### Exercise materials

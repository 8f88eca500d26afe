//! Configuration for [`crate::manager::CacheManager`].

use std::time::Duration;

/// Configuration for a [`crate::manager::CacheManager`].
#[derive(Debug, Clone)]
pub struct ManagerConfig {
    /// TTL applied to entries written to L1 after an L3/fallback fetch.
    pub default_l1_ttl: Duration,
    /// TTL applied to entries written to L2 after an L3/fallback fetch.
    pub default_l2_ttl: Duration,
    /// Deadline for a `FetchFn` invocation.
    pub fetch_deadline: Duration,
    /// Deadline for an L3 query.
    pub l3_deadline: Duration,
    /// How often the sweeper runs `L1.Sweep()`.
    pub sweep_interval: Duration,
    /// Every how many sweeper ticks the L3 refresh for the standard
    /// projection set also runs (default 6, i.e. every 30 minutes at a
    /// 5-minute sweep interval — "on the half-hour").
    pub l3_refresh_every_n_sweeps: u32,
    /// How often the warmer trigger fires.
    pub warmer_interval: Duration,
    /// Projections refreshed by the sweeper's half-hourly tick.
    pub standard_projection_set: Vec<String>,
}

impl Default for ManagerConfig {
    fn default() -> Self {
        Self {
            default_l1_ttl: Duration::from_secs(300),
            default_l2_ttl: Duration::from_secs(3600),
            fetch_deadline: Duration::from_secs(1),
            l3_deadline: Duration::from_millis(500),
            sweep_interval: Duration::from_secs(5 * 60),
            l3_refresh_every_n_sweeps: 6,
            warmer_interval: Duration::from_secs(30 * 60),
            standard_projection_set: vec!["authorization_verdicts".to_string()],
        }
    }
}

######

● Problem details
Your answer must be a copy of every line in the data above that holds the string "applied".

● Exercise answer
    /// TTL applied to entries written to L1 after an L3/fallback fetch.
    /// TTL applied to entries written to L2 after an L3/fallback fetch.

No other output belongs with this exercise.